Stored data entries:
■ ■ ■ ■
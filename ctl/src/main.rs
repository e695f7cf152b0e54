use std::{
    io,
    path::{Path, PathBuf},
    process::ExitCode,
};

use anyhow::Context;
use clap::{Parser, Subcommand};
use tether_db::SqliteStorage;
use tether_pce::{PceConfig, PolicyController};
use tracing_subscriber::EnvFilter;
use uuid::Uuid;

use crate::commands::{CreatePairingKeyArgs, ListAgentsArgs};

mod commands;

#[derive(Parser)]
#[clap(version, about = "Administration tool for the tether pairing registry")]
pub struct Args {
    #[clap(subcommand)]
    command: Command,

    #[clap(
        short = 'D',
        long,
        env = "TETHER_DB_PATH",
        default_value = "/var/lib/tether/tether.sqlite3"
    )]
    db_path: PathBuf,

    #[clap(flatten)]
    pce: PceConfig,
}

#[derive(Clone, Subcommand)]
pub enum Command {
    /// Create and initialize the database. Fails if it already exists.
    #[command(name = "db-setup")]
    DbSetup,

    /// Check the database and, when configured, the policy controller.
    Status,

    #[command(name = "pairing-key", subcommand)]
    PairingKey(PairingKeyCommand),

    #[command(subcommand)]
    Agent(AgentCommand),
}

#[derive(Clone, Subcommand)]
pub enum PairingKeyCommand {
    List,
    Create(CreatePairingKeyArgs),
    Delete { key: String },
}

#[derive(Clone, Subcommand)]
pub enum AgentCommand {
    List(ListAgentsArgs),
    Delete { id: Uuid },
    /// Delete every registered agent.
    #[command(name = "delete-all")]
    DeleteAll,
}

#[tokio::main]
async fn main() -> ExitCode {
    tracing_subscriber::fmt()
        .with_env_filter(EnvFilter::try_from_default_env().unwrap_or_else(|_| "warn".into()))
        .with_writer(io::stderr)
        .init();

    match run(Args::parse()).await {
        Ok(()) => ExitCode::SUCCESS,
        Err(e) => {
            eprintln!("Error: {e:#}");
            ExitCode::FAILURE
        }
    }
}

async fn open(path: &Path) -> anyhow::Result<SqliteStorage> {
    SqliteStorage::open(path, 1)
        .await
        .with_context(|| format!("failed to open database {}", path.display()))
}

async fn run(args: Args) -> anyhow::Result<()> {
    let mut out = io::stdout().lock();

    match args.command {
        Command::DbSetup => commands::db_setup(&args.db_path, &mut out).await,
        Command::Status => {
            let stg = open(&args.db_path).await?;
            commands::status(&stg, &args.pce, &mut out).await
        }
        Command::PairingKey(cmd) => {
            let stg = open(&args.db_path).await?;
            match cmd {
                PairingKeyCommand::List => commands::list_pairing_keys(&stg, &mut out).await,
                PairingKeyCommand::Create(params) => {
                    let controller = match params.target_switch {
                        Some(_) => Some(
                            args.pce
                                .client()
                                .context("--target-switch needs the policy controller")?,
                        ),
                        None => None,
                    };
                    let controller = controller.as_ref().map(|c| c as &dyn PolicyController);

                    commands::create_pairing_key(&stg, controller, params, &mut out).await
                }
                PairingKeyCommand::Delete { key } => {
                    commands::delete_pairing_key(&stg, &key, &mut out).await
                }
            }
        }
        Command::Agent(cmd) => {
            let stg = open(&args.db_path).await?;
            match cmd {
                AgentCommand::List(params) => commands::list_agents(&stg, params, &mut out).await,
                AgentCommand::Delete { id } => commands::delete_agent(&stg, id, &mut out).await,
                AgentCommand::DeleteAll => commands::delete_all_agents(&stg, &mut out).await,
            }
        }
    }
}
■ ■ ■ ■
What is needed »
Where the line with "pub struct Args" ends, your copy should end too; please return exactly the lines from the first line of the data through it.

Task result »
filename ctl/src/main.rs
repository e695f7cf152b0e54
use std::{
    io,
    path::{Path, PathBuf},
    process::ExitCode,
};

use anyhow::Context;
use clap::{Parser, Subcommand};
use tether_db::SqliteStorage;
use tether_pce::{PceConfig, PolicyController};
use tracing_subscriber::EnvFilter;
use uuid::Uuid;

use crate::commands::{CreatePairingKeyArgs, ListAgentsArgs};

mod commands;

#[derive(Parser)]
#[clap(version, about = "Administration tool for the tether pairing registry")]
pub struct Args {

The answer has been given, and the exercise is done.